Samsung designers and developers said the opinions of consumers and their demands drove the design changes from plastic to metal and guided the direction of the technology behind the S Pen, as the Note's stylus is known.
"Giving the values that consumers want is important. I don't think simply making smartphones beautiful is important," said Kim Nam-su, a senior designer at Samsung's mobile design team.
The Note 4's metal frame is coated in the same color as the rest of the phone's body, except for the polished, chamfered edge.
The painted frame gives a sense of unity but also prevents users from leaving fingerprint marks, one of the main complaints about the Note 3's glossy frame made of polycarbonate, a type of plastic. Though the Note 4 still uses plastic for the back cover, Samsung gave subtle, tactile patterns to imitate leather.

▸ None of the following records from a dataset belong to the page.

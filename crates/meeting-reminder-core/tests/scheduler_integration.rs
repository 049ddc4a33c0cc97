//! Integration tests for the reminder scheduler.
//!
//! All tests run on a paused tokio clock; wall time comes from a
//! `TokioClock`, so "now" and every sleep move together.

use std::sync::atomic::{AtomicUsize, Ordering};
use std::sync::{Arc, Mutex};
use std::time::Duration;

use async_trait::async_trait;
use chrono::{DateTime, TimeZone, Utc};
use meeting_reminder_core::{
    AcknowledgeSignal, AlertDevice, DeviceError, Event, EventSource, NotifyOutcome, PollOutcome,
    ReminderMode, ReminderScheduler, SchedulerConfig, SchedulerState, SourceError, TokioClock,
};
use tokio::time::Instant;
use tokio_util::sync::CancellationToken;

type Script = Box<dyn Fn(DateTime<Utc>, usize) -> Result<Option<Event>, SourceError> + Send + Sync>;

/// Event source driven by a closure of (now, call index).
struct ScriptedSource {
    calls: AtomicUsize,
    script: Script,
}

impl ScriptedSource {
    fn new(
        script: impl Fn(DateTime<Utc>, usize) -> Result<Option<Event>, SourceError> + Send + Sync + 'static,
    ) -> Arc<Self> {
        Arc::new(Self {
            calls: AtomicUsize::new(0),
            script: Box::new(script),
        })
    }

    fn always(event: Event) -> Arc<Self> {
        Self::new(move |_, _| Ok(Some(event.clone())))
    }
}

#[async_trait]
impl EventSource for ScriptedSource {
    async fn next_event(
        &self,
        now: DateTime<Utc>,
        _mode: ReminderMode,
    ) -> Result<Option<Event>, SourceError> {
        let n = self.calls.fetch_add(1, Ordering::SeqCst);
        (self.script)(now, n)
    }
}

/// Records arm/disarm times relative to test start.
struct RecordingDevice {
    origin: Instant,
    arms: Mutex<Vec<Duration>>,
    disarms: Mutex<Vec<Duration>>,
    ack_after: Option<Duration>,
    fail_arm: bool,
}

impl RecordingDevice {
    fn new() -> Self {
        Self {
            origin: Instant::now(),
            arms: Mutex::new(Vec::new()),
            disarms: Mutex::new(Vec::new()),
            ack_after: None,
            fail_arm: false,
        }
    }

    fn acknowledging_after(delay: Duration) -> Self {
        Self {
            ack_after: Some(delay),
            ..Self::new()
        }
    }

    fn failing() -> Self {
        Self {
            fail_arm: true,
            ..Self::new()
        }
    }

    fn arms(&self) -> Vec<Duration> {
        self.arms.lock().unwrap().clone()
    }

    fn disarms(&self) -> Vec<Duration> {
        self.disarms.lock().unwrap().clone()
    }
}

#[async_trait]
impl AlertDevice for RecordingDevice {
    async fn arm(&self, _deadline: Instant) -> Result<AcknowledgeSignal, DeviceError> {
        self.arms.lock().unwrap().push(self.origin.elapsed());
        if self.fail_arm {
            return Err(DeviceError::Unavailable("robot offline".to_string()));
        }
        let (trigger, signal) = AcknowledgeSignal::pair();
        if let Some(delay) = self.ack_after {
            tokio::spawn(async move {
                tokio::time::sleep(delay).await;
                trigger.fire();
            });
        }
        Ok(signal)
    }

    async fn disarm(&self) -> Result<(), DeviceError> {
        self.disarms.lock().unwrap().push(self.origin.elapsed());
        Ok(())
    }
}

fn t0() -> DateTime<Utc> {
    Utc.with_ymd_and_hms(2025, 3, 10, 9, 0, 0).unwrap()
}

fn secs(n: u64) -> Duration {
    Duration::from_secs(n)
}

fn event_at(id: &str, offset_secs: i64) -> Event {
    let start = t0() + chrono::Duration::seconds(offset_secs);
    Event::new(id, start, start + chrono::Duration::minutes(30))
        .unwrap()
        .with_title("Sync")
}

fn config(poll: i64, lead: i64, duration: i64) -> SchedulerConfig {
    SchedulerConfig {
        poll_interval: chrono::Duration::seconds(poll),
        lead_time: chrono::Duration::seconds(lead),
        notification_duration: chrono::Duration::seconds(duration),
        mode: ReminderMode::BeforeStart,
    }
}

fn scheduler(
    config: SchedulerConfig,
    source: Arc<ScriptedSource>,
    device: Arc<RecordingDevice>,
) -> ReminderScheduler {
    ReminderScheduler::new(config, source, device)
        .unwrap()
        .with_clock(Arc::new(TokioClock::starting_at(t0())))
}

/// Test: poll 1s, lead 10s, duration 5s, anchor at 12s.
#[tokio::test(start_paused = true)]
async fn test_scenario_fires_at_lead_boundary_and_never_again() {
    let device = Arc::new(RecordingDevice::new());
    let source = ScriptedSource::always(event_at("E1", 12));
    let mut scheduler = scheduler(config(1, 10, 5), source, device.clone());
    let started = Instant::now();

    assert_eq!(
        scheduler.poll_step().await,
        PollOutcome::Rescheduled {
            event_id: "E1".to_string()
        }
    );
    assert_eq!(started.elapsed(), secs(1));
    assert!(device.arms().is_empty());

    assert_eq!(
        scheduler.poll_step().await,
        PollOutcome::Notified {
            event_id: "E1".to_string(),
            outcome: NotifyOutcome::Expired
        }
    );
    assert_eq!(device.arms(), vec![secs(2)]);
    assert_eq!(device.disarms(), vec![secs(7)]);

    for _ in 0..10 {
        assert!(matches!(
            scheduler.poll_step().await,
            PollOutcome::AlreadyNotified { .. }
        ));
    }
    assert_eq!(device.arms().len(), 1);
    assert_eq!(started.elapsed(), secs(17));
}

/// Test: an event already inside the lead window fires on first sight.
#[tokio::test(start_paused = true)]
async fn test_immediate_fire_when_already_due() {
    let device = Arc::new(RecordingDevice::new());
    let source = ScriptedSource::always(event_at("soon", 30));
    let mut scheduler = scheduler(config(5, 120, 30), source, device.clone());

    let outcome = scheduler.poll_step().await;
    assert!(matches!(outcome, PollOutcome::Notified { .. }));
    assert_eq!(device.arms(), vec![Duration::ZERO]);
}

/// Test: an event moved earlier is picked up at the next poll.
#[tokio::test(start_paused = true)]
async fn test_staleness_bound_follows_latest_wait() {
    let device = Arc::new(RecordingDevice::new());
    let source = ScriptedSource::new(|_, n| {
        Ok(Some(if n == 0 {
            event_at("moved", 100)
        } else {
            event_at("moved", 20)
        }))
    });
    let mut scheduler = scheduler(config(5, 10, 1), source, device.clone());

    assert!(matches!(
        scheduler.poll_step().await,
        PollOutcome::Rescheduled { .. }
    ));
    assert!(matches!(
        scheduler.poll_step().await,
        PollOutcome::Notified { .. }
    ));
    // first plan said t=90s; the refreshed one says t=10s
    assert_eq!(device.arms(), vec![secs(10)]);
}

/// Test: a cancelled event (source stops returning it) never fires.
#[tokio::test(start_paused = true)]
async fn test_cancelled_event_never_fires() {
    let device = Arc::new(RecordingDevice::new());
    let source = ScriptedSource::new(|_, n| {
        Ok(if n == 0 { Some(event_at("gone", 8)) } else { None })
    });
    let mut scheduler = scheduler(config(1, 5, 1), source, device.clone());

    for _ in 0..10 {
        scheduler.poll_step().await;
    }
    assert!(device.arms().is_empty());
    assert!(scheduler.notified().is_empty());
}

/// Test: acknowledge disarms at the press, not at the deadline.
#[tokio::test(start_paused = true)]
async fn test_acknowledge_wins() {
    let device = Arc::new(RecordingDevice::acknowledging_after(secs(3)));
    let source = ScriptedSource::always(event_at("ack", 0));
    let mut scheduler = scheduler(config(5, 60, 30), source, device.clone());

    assert_eq!(
        scheduler.poll_step().await,
        PollOutcome::Notified {
            event_id: "ack".to_string(),
            outcome: NotifyOutcome::Acknowledged
        }
    );
    assert_eq!(device.disarms(), vec![secs(3)]);
}

/// Test: without a press the device is disarmed exactly at the deadline.
#[tokio::test(start_paused = true)]
async fn test_timeout_wins() {
    let device = Arc::new(RecordingDevice::new());
    let source = ScriptedSource::always(event_at("quiet", 0));
    let mut scheduler = scheduler(config(5, 60, 30), source, device.clone());

    let outcome = scheduler.poll_step().await;
    assert!(matches!(
        outcome,
        PollOutcome::Notified {
            outcome: NotifyOutcome::Expired,
            ..
        }
    ));
    assert_eq!(device.disarms(), vec![secs(30)]);
}

/// Test: an arm failure still counts as notified and still disarms.
#[tokio::test(start_paused = true)]
async fn test_device_fault_marks_event_handled() {
    let device = Arc::new(RecordingDevice::failing());
    let source = ScriptedSource::always(event_at("flaky", 0));
    let mut scheduler = scheduler(config(5, 60, 10), source, device.clone());

    let outcome = scheduler.poll_step().await;
    assert!(matches!(
        outcome,
        PollOutcome::Notified {
            outcome: NotifyOutcome::Expired,
            ..
        }
    ));
    assert_eq!(device.disarms(), vec![secs(10)]);
    assert!(scheduler.notified().contains("flaky"));

    assert!(matches!(
        scheduler.poll_step().await,
        PollOutcome::AlreadyNotified { .. }
    ));
    assert_eq!(device.arms().len(), 1);
}

/// Test: three failed queries, then the event is scheduled normally.
#[tokio::test(start_paused = true)]
async fn test_recovers_after_source_errors() {
    let device = Arc::new(RecordingDevice::new());
    let source = ScriptedSource::new(|_, n| {
        if n < 3 {
            Err(SourceError::Api("503: backend error".to_string()))
        } else {
            Ok(Some(event_at("late", 10)))
        }
    });
    let mut scheduler = scheduler(config(1, 5, 1), source.clone(), device.clone());

    for _ in 0..3 {
        assert_eq!(scheduler.poll_step().await, PollOutcome::SourceFailed);
        assert_eq!(scheduler.state(), SchedulerState::Idle);
    }

    let mut outcome = scheduler.poll_step().await;
    while !matches!(outcome, PollOutcome::Notified { .. }) {
        outcome = scheduler.poll_step().await;
    }
    assert_eq!(device.arms(), vec![secs(5)]);
    assert!(source.calls.load(Ordering::SeqCst) > 3);
}

/// Test: an empty calendar sleeps one poll interval per step.
#[tokio::test(start_paused = true)]
async fn test_no_event_sleeps_poll_interval() {
    let device = Arc::new(RecordingDevice::new());
    let source = ScriptedSource::new(|_, _| Ok(None));
    let mut scheduler = scheduler(config(5, 120, 30), source, device);

    let started = Instant::now();
    assert_eq!(scheduler.poll_step().await, PollOutcome::NoEvent);
    assert_eq!(started.elapsed(), secs(5));
}

/// Test: state goes Waiting while sleeping and back to Idle after the alert.
#[tokio::test(start_paused = true)]
async fn test_state_is_published() {
    let device = Arc::new(RecordingDevice::new());
    let source = ScriptedSource::always(event_at("E1", 12));
    let mut scheduler = scheduler(config(1, 10, 5), source, device);
    let rx = scheduler.subscribe();

    scheduler.poll_step().await;
    assert_eq!(
        *rx.borrow(),
        SchedulerState::Waiting {
            event_id: "E1".to_string(),
            anchor: t0() + chrono::Duration::seconds(12),
        }
    );

    scheduler.poll_step().await;
    assert_eq!(*rx.borrow(), SchedulerState::Idle);
}

/// Test: independent schedulers keep independent notified sets.
#[tokio::test(start_paused = true)]
async fn test_schedulers_do_not_share_dedup_state() {
    let first_device = Arc::new(RecordingDevice::new());
    let second_device = Arc::new(RecordingDevice::new());
    let source = ScriptedSource::always(event_at("shared", 0));

    let mut first = scheduler(config(1, 60, 1), source.clone(), first_device.clone());
    let mut second = scheduler(config(1, 60, 1), source, second_device.clone());

    first.poll_step().await;
    second.poll_step().await;
    assert_eq!(first_device.arms().len(), 1);
    assert_eq!(second_device.arms().len(), 1);
}

/// Test: shutdown abandons an active alert and disarms the device.
#[tokio::test(start_paused = true)]
async fn test_run_stops_on_shutdown() {
    let device = Arc::new(RecordingDevice::new());
    let source = ScriptedSource::always(event_at("E1", 0));
    let mut scheduler = scheduler(config(1, 60, 30), source, device.clone());
    let mut rx = scheduler.subscribe();

    let shutdown = CancellationToken::new();
    let token = shutdown.clone();
    let handle = tokio::spawn(async move {
        scheduler.run(token).await;
        scheduler
    });

    rx.wait_for(|state| matches!(state, SchedulerState::Notifying { .. }))
        .await
        .unwrap();
    tokio::time::sleep(secs(2)).await;
    shutdown.cancel();

    let scheduler = handle.await.unwrap();
    assert_eq!(scheduler.notified().len(), 1);
    assert_eq!(scheduler.state(), SchedulerState::Idle);
    assert_eq!(device.disarms(), vec![secs(2)]);
}

/// Test: invalid durations are rejected before the loop starts.
#[test]
fn test_negative_durations_are_fatal() {
    let source = ScriptedSource::new(|_, _| Ok(None));
    let device = Arc::new(RecordingDevice::new());
    assert!(ReminderScheduler::new(config(5, -1, 30), source.clone(), device.clone()).is_err());
    assert!(ReminderScheduler::new(config(5, 120, -30), source, device).is_err());
}
mod config;

pub use config::{CalendarSection, Config, DeviceKind, DeviceSection, SchedulerSection};

use std::path::PathBuf;

use crate::error::ConfigError;

/// Overrides the data directory, mainly for tests and boards with a
/// read-only home.
pub const CONFIG_DIR_ENV: &str = "MEETING_REMINDER_CONFIG_DIR";

/// Returns `~/.config/meeting-reminder/`, or `$MEETING_REMINDER_CONFIG_DIR`
/// when set. The directory is created if missing.
pub fn data_dir() -> Result<PathBuf, ConfigError> {
    let dir = match std::env::var_os(CONFIG_DIR_ENV) {
        Some(dir) if !dir.is_empty() => PathBuf::from(dir),
        _ => dirs::home_dir()
            .ok_or(ConfigError::NoConfigDir)?
            .join(".config")
            .join("meeting-reminder"),
    };

    std::fs::create_dir_all(&dir).map_err(|e| ConfigError::SaveFailed {
        path: dir.clone(),
        message: e.to_string(),
    })?;
    Ok(dir)
}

The Note 4's adoption of a metal frame is a first for Samsung's top-of-the-line smartphone and may foreshadow changes in its future flagship mobile devices. The Galaxy Alpha used metal a little earlier but its phone power falls short of the Note 4. Many other high-end smartphones such as iPhones have used metal for a few years.
Critics have long complained the plastic body of Samsung phones makes them look cheap for the price, which is higher than $600. Some reviewers compared the dimpled plastic back cover of the gold version of the Galaxy S5 to a band aid.
"Overall trends cannot be ignored," said Kim.
But he said Samsung's mobile team doesn't think design is so important that other aspects of the phone should be sacrificed.
Though some people have complained about the protruded camera in Samsung phones, Kim said a slight protrusion in the rear camera in the Note 4 shows that when the phone's performance is important, designers should help engineers to achieve their goal. The iPhone 6 also had its camera bulging from the back for the first time in the iPhone's history.
An engineer behind the S Pen stylus said his team's goal was to incorporate a natural note taking feature in the digital device and using the digital pen like a mouse in personal computers by clicking and dragging.
The Note 4's stylus, embedded in the bottom right corner, responds to the screen faster and to more subtle variations of hand pressure than its predecessor, allowing more natural writing experience.
Despite a learning curve that still exists for first time stylus users, Samsung is trying to boost the use of S Pen by improving the user interface.
"There is a great possibility that it would become a major inputting device" for large smartphones, said Lee Joohoon, principal engineer at Samsung's mobile team.